Who can blame China for Asian bank move?
Friday, 20 March, 2015, 1:52pm
Comment›Insight & Opinion
Kevin Rafferty says Washington's inaction opened the door for Beijing
China's plans to set up the Asian Infrastructure Investment Bank have demonstrated that the United States is rapidly forfeiting claims to global financial, economic, political or moral leadership. It is too soon to claim that this is the Chinese century - because China has manifold problems - but the saga shows that the US has lost the plot.
Questions also have to be asked about the wisdom and leadership of the World Bank and Asian Development Bank, and also about the chief Asian surrogate of the US, Japan.
From the moment the project was mooted, Washington's responses have been woeful, more or less wishfully hoping that the bank would go away.
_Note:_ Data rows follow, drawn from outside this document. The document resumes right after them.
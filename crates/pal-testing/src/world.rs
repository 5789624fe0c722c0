use std::path::{Path, PathBuf};

use anyhow::Result;
use assert_cmd::Command;
use chrono::{Duration, Utc};
use pal_services::{Services, StartSessionOptions};
use pal_store::{queries, Store};
use pal_types::{PalConfig, Session, SessionType};
use tempfile::TempDir;

/// An isolated pal installation for one test.
///
/// # Example
/// ```no_run
/// use pal_testing::TestWorld;
///
/// let world = TestWorld::new();
/// world.services().ports().create("P1", None, None, &[]).unwrap();
/// world.run(&["port", "list"]).unwrap().success();
/// ```
pub struct TestWorld {
    _temp_dir: TempDir,
    db_path: PathBuf,
    project_root: PathBuf,
    services: Services,
}

impl TestWorld {
    pub fn new() -> Self {
        let temp_dir = TempDir::new().expect("temp dir");
        let project_root = temp_dir.path().join("project");
        std::fs::create_dir_all(&project_root).expect("project dir");
        let db_path = project_root.join(".pal").join("pal.db");

        let mut config = PalConfig::default();
        config.project_root = Some(project_root.clone());
        config.db_path = Some(db_path.clone());

        let store = Store::open(&db_path).expect("open store");
        let services = Services::new(store, config);

        Self {
            _temp_dir: temp_dir,
            db_path,
            project_root,
            services,
        }
    }

    pub fn services(&self) -> &Services {
        &self.services
    }

    pub fn db_path(&self) -> &Path {
        &self.db_path
    }

    pub fn project_root(&self) -> &Path {
        &self.project_root
    }

    /// Run the pal binary against this world's database.
    pub fn run(&self, args: &[&str]) -> Result<assert_cmd::assert::Assert> {
        let mut command = Command::cargo_bin("pal")?;
        command
            .arg("--db")
            .arg(&self.db_path)
            .arg("--project-root")
            .arg(&self.project_root)
            .args(args)
            // keep the host environment out of config resolution
            .env_remove("DB_PATH")
            .env_remove("PROJECT_ROOT")
            .env_remove("TOKEN_BUDGET");
        Ok(command.assert())
    }

    /// Start a running session owned by this world's project.
    pub fn start_session(&self, id: &str, session_type: SessionType) -> Session {
        let mut opts = StartSessionOptions::new(
            session_type,
            self.project_root.display().to_string(),
            self.project_root.display().to_string(),
        );
        opts.id = Some(id.to_string());
        self.services.sessions().start(opts).expect("start session")
    }

    /// Plant a running session that started `age_hours` ago, bypassing the
    /// service layer so zombie sweeps have something to find.
    pub fn plant_stale_session(&self, id: &str, age_hours: i64) {
        let started_at = Utc::now() - Duration::hours(age_hours);
        let session = Session {
            id: id.to_string(),
            session_type: SessionType::Single,
            status: pal_types::SessionStatus::Running,
            title: None,
            port_id: None,
            parent_session_id: None,
            root_session_id: id.to_string(),
            depth: 0,
            path: vec![],
            runtime_id: None,
            project_root: self.project_root.display().to_string(),
            cwd: self.project_root.display().to_string(),
            tty: None,
            parent_pid: None,
            fingerprint: pal_types::fingerprint(
                &self.project_root.display().to_string(),
                None,
                None,
                started_at,
            ),
            started_at,
            ended_at: None,
            usage: Default::default(),
            cost: 0.0,
            compact_count: 0,
            last_compact_at: None,
        };
        self.services
            .store()
            .write(|tx| queries::session::insert(tx, &session))
            .expect("insert stale session");
    }
}

impl Default for TestWorld {
    fn default() -> Self {
        Self::new()
    }
}
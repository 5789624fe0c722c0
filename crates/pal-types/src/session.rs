use chrono::{DateTime, Utc};
use serde::{Deserialize, Serialize};

/// Position of a session in the four-level agent hierarchy, plus the
/// standalone shapes used outside orchestrations.
#[derive(Debug, Clone, Copy, PartialEq, Eq, Serialize, Deserialize)]
#[serde(rename_all = "snake_case")]
pub enum SessionType {
    Build,
    Operator,
    Worker,
    Test,
    Main,
    Sub,
    Builder,
    Single,
}

impl SessionType {
    pub fn as_str(&self) -> &'static str {
        match self {
            SessionType::Build => "build",
            SessionType::Operator => "operator",
            SessionType::Worker => "worker",
            SessionType::Test => "test",
            SessionType::Main => "main",
            SessionType::Sub => "sub",
            SessionType::Builder => "builder",
            SessionType::Single => "single",
        }
    }

    pub fn parse(s: &str) -> Option<Self> {
        match s {
            "build" => Some(SessionType::Build),
            "operator" => Some(SessionType::Operator),
            "worker" => Some(SessionType::Worker),
            "test" => Some(SessionType::Test),
            "main" => Some(SessionType::Main),
            "sub" => Some(SessionType::Sub),
            "builder" => Some(SessionType::Builder),
            "single" => Some(SessionType::Single),
            _ => None,
        }
    }
}

#[derive(Debug, Clone, Copy, PartialEq, Eq, Serialize, Deserialize)]
#[serde(rename_all = "snake_case")]
pub enum SessionStatus {
    Running,
    Complete,
    Failed,
    Cancelled,
}

impl SessionStatus {
    pub fn as_str(&self) -> &'static str {
        match self {
            SessionStatus::Running => "running",
            SessionStatus::Complete => "complete",
            SessionStatus::Failed => "failed",
            SessionStatus::Cancelled => "cancelled",
        }
    }

    pub fn parse(s: &str) -> Option<Self> {
        match s {
            "running" => Some(SessionStatus::Running),
            "complete" => Some(SessionStatus::Complete),
            "failed" => Some(SessionStatus::Failed),
            "cancelled" => Some(SessionStatus::Cancelled),
            _ => None,
        }
    }

    /// Terminal states are absorbing: once entered, status never changes.
    pub fn is_terminal(&self) -> bool {
        !matches!(self, SessionStatus::Running)
    }
}

/// Aggregate token counters for a session.
#[derive(Debug, Clone, Copy, Default, PartialEq, Eq, Serialize, Deserialize)]
pub struct TokenTotals {
    pub input: u64,
    pub output: u64,
    pub cache_read: u64,
    pub cache_create: u64,
}

impl TokenTotals {
    pub fn total(&self) -> u64 {
        self.input + self.output + self.cache_read + self.cache_create
    }

    pub fn add(&mut self, other: &TokenTotals) {
        self.input += other.input;
        self.output += other.output;
        self.cache_read += other.cache_read;
        self.cache_create += other.cache_create;
    }
}

/// One agent conversation.
///
/// Hierarchy is represented by `parent_session_id` plus the derived
/// `root_session_id` and materialized `path` (ancestor ids, root first).
/// `depth == path.len()` always; child rows never live inside parent rows.
#[derive(Debug, Clone, Serialize, Deserialize)]
pub struct Session {
    pub id: String,
    pub session_type: SessionType,
    pub status: SessionStatus,
    #[serde(skip_serializing_if = "Option::is_none")]
    pub title: Option<String>,
    #[serde(skip_serializing_if = "Option::is_none")]
    pub port_id: Option<String>,
    #[serde(skip_serializing_if = "Option::is_none")]
    pub parent_session_id: Option<String>,
    pub root_session_id: String,
    pub depth: u32,
    pub path: Vec<String>,

    /// Id assigned by the external tool runtime hosting the agent, when known.
    #[serde(skip_serializing_if = "Option::is_none")]
    pub runtime_id: Option<String>,

    pub project_root: String,
    pub cwd: String,
    #[serde(skip_serializing_if = "Option::is_none")]
    pub tty: Option<String>,
    #[serde(skip_serializing_if = "Option::is_none")]
    pub parent_pid: Option<i64>,

    /// Stable short hash of cwd + tty + parent pid + start time. Unique
    /// across concurrently-running sessions in the same project root.
    pub fingerprint: String,

    pub started_at: DateTime<Utc>,
    #[serde(skip_serializing_if = "Option::is_none")]
    pub ended_at: Option<DateTime<Utc>>,

    pub usage: TokenTotals,
    pub cost: f64,
    pub compact_count: u32,
    #[serde(skip_serializing_if = "Option::is_none")]
    pub last_compact_at: Option<DateTime<Utc>>,
}

impl Session {
    pub fn is_running(&self) -> bool {
        self.status == SessionStatus::Running
    }

    /// The path a child of this session must carry.
    pub fn child_path(&self) -> Vec<String> {
        let mut path = self.path.clone();
        path.push(self.id.clone());
        path
    }
}

#[cfg(test)]
mod tests {
    use super::*;

    #[test]
    fn test_terminal_states() {
        assert!(!SessionStatus::Running.is_terminal());
        assert!(SessionStatus::Complete.is_terminal());
        assert!(SessionStatus::Failed.is_terminal());
        assert!(SessionStatus::Cancelled.is_terminal());
    }

    #[test]
    fn test_type_round_trip() {
        for t in [
            SessionType::Build,
            SessionType::Operator,
            SessionType::Worker,
            SessionType::Test,
            SessionType::Main,
            SessionType::Sub,
            SessionType::Builder,
            SessionType::Single,
        ] {
            assert_eq!(SessionType::parse(t.as_str()), Some(t));
        }
        assert_eq!(SessionType::parse("architect"), None);
    }

    #[test]
    fn test_token_totals() {
        let mut totals = TokenTotals {
            input: 100,
            output: 20,
            cache_read: 300,
            cache_create: 5,
        };
        assert_eq!(totals.total(), 425);

        totals.add(&TokenTotals {
            input: 1,
            output: 1,
            cache_read: 0,
            cache_create: 0,
        });
        assert_eq!(totals.input, 101);
        assert_eq!(totals.output, 21);
    }
}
Even this week, US Treasury Secretary Jack Lew demonstrated his failure to understand the wisdom of that old adage that if you are in a hole, stop digging. Lew urged European countries not to join the Chinese-led investment bank. He was too late: Germany, France, Italy and Luxembourg had already announced they were rejecting US opposition and would join Britain and become founder members before the March 31 deadline.
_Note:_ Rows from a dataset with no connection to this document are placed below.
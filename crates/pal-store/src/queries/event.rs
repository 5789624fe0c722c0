use chrono::{DateTime, Utc};
use pal_types::{EventType, SessionEvent};
use rusqlite::{params, Connection, OptionalExtension, Row};

use crate::error::invalid_column;
use crate::Result;

fn row_to_event(row: &Row) -> rusqlite::Result<SessionEvent> {
    let type_raw: String = row.get(2)?;
    Ok(SessionEvent {
        id: row.get(0)?,
        session_id: row.get(1)?,
        event_type: EventType::parse(&type_raw)
            .ok_or_else(|| invalid_column(2, "event type", &type_raw))?,
        event_data: row.get(3)?,
        created_at: row.get(4)?,
    })
}

/// Append one event row; returns its monotonic id.
pub fn append(
    conn: &Connection,
    session_id: &str,
    event_type: EventType,
    event_data: &str,
    at: DateTime<Utc>,
) -> Result<i64> {
    conn.execute(
        "INSERT INTO session_events (session_id, event_type, event_data, created_at)
         VALUES (?1, ?2, ?3, ?4)",
        params![session_id, event_type.as_str(), event_data, at],
    )?;
    Ok(conn.last_insert_rowid())
}

pub fn list_for_session(
    conn: &Connection,
    session_id: &str,
    limit: Option<usize>,
) -> Result<Vec<SessionEvent>> {
    let query = match limit {
        Some(n) => format!(
            "SELECT id, session_id, event_type, event_data, created_at
             FROM session_events WHERE session_id = ?1 ORDER BY id DESC LIMIT {}",
            n
        ),
        None => "SELECT id, session_id, event_type, event_data, created_at
                 FROM session_events WHERE session_id = ?1 ORDER BY id DESC"
            .to_string(),
    };

    let mut stmt = conn.prepare(&query)?;
    let mut events = stmt
        .query_map([session_id], row_to_event)?
        .collect::<std::result::Result<Vec<_>, _>>()?;
    // chronological order for callers
    events.reverse();
    Ok(events)
}

/// Everything appended after `after_id`, in order.
pub fn list_after(conn: &Connection, session_id: &str, after_id: i64) -> Result<Vec<SessionEvent>> {
    let mut stmt = conn.prepare(
        "SELECT id, session_id, event_type, event_data, created_at
         FROM session_events WHERE session_id = ?1 AND id > ?2 ORDER BY id",
    )?;
    let events = stmt
        .query_map(params![session_id, after_id], row_to_event)?
        .collect::<std::result::Result<Vec<_>, _>>()?;
    Ok(events)
}

pub fn latest_id(conn: &Connection, session_id: &str) -> Result<Option<i64>> {
    let id = conn
        .query_row(
            "SELECT MAX(id) FROM session_events WHERE session_id = ?1",
            [session_id],
            |row| row.get::<_, Option<i64>>(0),
        )
        .optional()?
        .flatten();
    Ok(id)
}

/// The trailing `limit` events of the given types, oldest first. Feeds
/// checkpoint synthesis.
pub fn recent_of_types(
    conn: &Connection,
    session_id: &str,
    types: &[EventType],
    limit: usize,
) -> Result<Vec<SessionEvent>> {
    if types.is_empty() {
        return Ok(Vec::new());
    }

    let placeholders = types
        .iter()
        .enumerate()
        .map(|(i, _)| format!("?{}", i + 2))
        .collect::<Vec<_>>()
        .join(", ");
    let query = format!(
        "SELECT id, session_id, event_type, event_data, created_at
         FROM session_events
         WHERE session_id = ?1 AND event_type IN ({})
         ORDER BY id DESC LIMIT {}",
        placeholders, limit
    );

    let mut params: Vec<&dyn rusqlite::ToSql> = vec![&session_id];
    let names: Vec<&str> = types.iter().map(|t| t.as_str()).collect();
    for name in &names {
        params.push(name);
    }

    let mut stmt = conn.prepare(&query)?;
    let mut events = stmt
        .query_map(params.as_slice(), row_to_event)?
        .collect::<std::result::Result<Vec<_>, _>>()?;
    events.reverse();
    Ok(events)
}

#[cfg(test)]
mod tests {
    use super::*;
    use crate::Store;

    #[test]
    fn test_append_is_monotonic_per_session() {
        let store = Store::open_in_memory().unwrap();

        let first = store
            .write(|tx| append(tx, "S1", EventType::SessionStart, "{}", Utc::now()))
            .unwrap();
        let second = store
            .write(|tx| append(tx, "S1", EventType::Decision, "{\"d\":1}", Utc::now()))
            .unwrap();
        assert!(second > first);

        let events = store
            .read(|conn| list_for_session(conn, "S1", None))
            .unwrap();
        assert_eq!(events.len(), 2);
        assert_eq!(events[0].event_type, EventType::SessionStart);
        assert_eq!(events[1].event_type, EventType::Decision);
    }

    #[test]
    fn test_list_after() {
        let store = Store::open_in_memory().unwrap();
        let mark = store
            .write(|tx| {
                append(tx, "S1", EventType::SessionStart, "{}", Utc::now())?;
                append(tx, "S1", EventType::Decision, "{}", Utc::now())
            })
            .unwrap();
        store
            .write(|tx| append(tx, "S1", EventType::PortEnd, "{}", Utc::now()))
            .unwrap();

        let after = store
            .read(|conn| list_after(conn, "S1", mark))
            .unwrap();
        assert_eq!(after.len(), 1);
        assert_eq!(after[0].event_type, EventType::PortEnd);
    }

    #[test]
    fn test_recent_of_types_window() {
        let store = Store::open_in_memory().unwrap();
        store
            .write(|tx| {
                for i in 0..5 {
                    append(
                        tx,
                        "S1",
                        EventType::Decision,
                        &format!("{{\"n\":{}}}", i),
                        Utc::now(),
                    )?;
                    append(tx, "S1", EventType::FileEdit, "{}", Utc::now())?;
                }
                Ok(())
            })
            .unwrap();

        let recent = store
            .read(|conn| {
                recent_of_types(conn, "S1", &[EventType::Decision, EventType::PortEnd], 3)
            })
            .unwrap();
        assert_eq!(recent.len(), 3);
        // oldest first, and only the trailing three decisions
        assert_eq!(recent[0].event_data, "{\"n\":2}");
        assert_eq!(recent[2].event_data, "{\"n\":4}");
    }
}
[1]The saga of the bank has been simmering for years. Who, however critical of China, can blame Beijing for feeling squeezed out of the international financial system, principally because of opposition from Washington?
China has given an object lesson in economic growth and development. In return, the G7, the top economic club of nations, invited Russia, but not China, to join. After long and painful negotiations, in 2010 a deal was concluded to give China a six per cent share in the IMF, still below Japan and below the US' effective veto share of 16.47 per cent.
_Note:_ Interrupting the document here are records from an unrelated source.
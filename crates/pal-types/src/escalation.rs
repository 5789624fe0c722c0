use chrono::{DateTime, Utc};
use serde::{Deserialize, Serialize};

#[derive(Debug, Clone, Copy, PartialEq, Eq, Serialize, Deserialize)]
#[serde(rename_all = "snake_case")]
pub enum EscalationType {
    User,
    Architect,
    Blocked,
    Convention,
}

impl EscalationType {
    pub fn as_str(&self) -> &'static str {
        match self {
            EscalationType::User => "user",
            EscalationType::Architect => "architect",
            EscalationType::Blocked => "blocked",
            EscalationType::Convention => "convention",
        }
    }

    pub fn parse(s: &str) -> Option<Self> {
        match s {
            "user" => Some(EscalationType::User),
            "architect" => Some(EscalationType::Architect),
            "blocked" => Some(EscalationType::Blocked),
            "convention" => Some(EscalationType::Convention),
            _ => None,
        }
    }
}

#[derive(Debug, Clone, Copy, PartialEq, Eq, PartialOrd, Ord, Serialize, Deserialize)]
#[serde(rename_all = "snake_case")]
pub enum Severity {
    Low,
    Medium,
    High,
    Critical,
}

impl Severity {
    pub fn as_str(&self) -> &'static str {
        match self {
            Severity::Low => "low",
            Severity::Medium => "medium",
            Severity::High => "high",
            Severity::Critical => "critical",
        }
    }

    pub fn parse(s: &str) -> Option<Self> {
        match s {
            "low" => Some(Severity::Low),
            "medium" => Some(Severity::Medium),
            "high" => Some(Severity::High),
            "critical" => Some(Severity::Critical),
            _ => None,
        }
    }

    /// Severity of a blocked-port escalation, from how many required
    /// checklist items failed.
    pub fn from_failure_count(count: usize) -> Self {
        match count {
            0 | 1 => Severity::Medium,
            2 | 3 => Severity::High,
            _ => Severity::Critical,
        }
    }
}

#[derive(Debug, Clone, Copy, PartialEq, Eq, Serialize, Deserialize)]
#[serde(rename_all = "snake_case")]
pub enum EscalationStatus {
    Open,
    Acknowledged,
    Resolved,
    Dismissed,
}

impl EscalationStatus {
    pub fn as_str(&self) -> &'static str {
        match self {
            EscalationStatus::Open => "open",
            EscalationStatus::Acknowledged => "acknowledged",
            EscalationStatus::Resolved => "resolved",
            EscalationStatus::Dismissed => "dismissed",
        }
    }

    pub fn parse(s: &str) -> Option<Self> {
        match s {
            "open" => Some(EscalationStatus::Open),
            "acknowledged" => Some(EscalationStatus::Acknowledged),
            "resolved" => Some(EscalationStatus::Resolved),
            "dismissed" => Some(EscalationStatus::Dismissed),
            _ => None,
        }
    }

    pub fn is_closed(&self) -> bool {
        matches!(self, EscalationStatus::Resolved | EscalationStatus::Dismissed)
    }
}

/// A blocker that requires intervention. Open escalations keep the
/// originating port from completing.
#[derive(Debug, Clone, Serialize, Deserialize)]
pub struct Escalation {
    pub id: i64,
    #[serde(skip_serializing_if = "Option::is_none")]
    pub from_session: Option<String>,
    #[serde(skip_serializing_if = "Option::is_none")]
    pub from_port: Option<String>,
    #[serde(skip_serializing_if = "Option::is_none")]
    pub to_session: Option<String>,
    pub issue: String,
    pub escalation_type: EscalationType,
    pub severity: Severity,
    #[serde(skip_serializing_if = "Option::is_none")]
    pub context: Option<String>,
    #[serde(skip_serializing_if = "Option::is_none")]
    pub suggestion: Option<String>,
    #[serde(skip_serializing_if = "Option::is_none")]
    pub resolution: Option<String>,
    pub status: EscalationStatus,
    pub created_at: DateTime<Utc>,
    #[serde(skip_serializing_if = "Option::is_none")]
    pub resolved_at: Option<DateTime<Utc>>,
}

#[cfg(test)]
mod tests {
    use super::*;

    #[test]
    fn test_severity_from_failures() {
        assert_eq!(Severity::from_failure_count(1), Severity::Medium);
        assert_eq!(Severity::from_failure_count(2), Severity::High);
        assert_eq!(Severity::from_failure_count(5), Severity::Critical);
    }

    #[test]
    fn test_severity_ordering() {
        assert!(Severity::Critical > Severity::High);
        assert!(Severity::Medium > Severity::Low);
    }
}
But the US Congress has refused to approve the plans, even though the reshuffle of shareholdings will not cost America any money. So China languishes on 3.8 per cent of the IMF, below Japan, Germany, France and Britain. China's share of the global economy is 16.5 per cent on a purchasing power parity basis, slightly higher than the US, or 13.3 per cent expressed in market foreign exchange rates.
Beijing got the sop of becoming a founder-member of the Group of 20 countries, which claim to represent 85 per cent of the global economy. But the G20 has shown itself to be unwieldy, with too many hangers on.
On the other side of the equation, the world, particularly Asia, is crying out for infrastructure investment, for transport, energy and telecommunications. The Asian Development Bank estimated the infrastructure needs of Asian countries at an immense US$8 trillion between 2010 and 2020, far too much for it to meet.
Washington questioned whether a Chinese-led bank, headquartered in Beijing and with China owning as much as 49 per cent of the shares, would be open or transparent or follow international best practice rules.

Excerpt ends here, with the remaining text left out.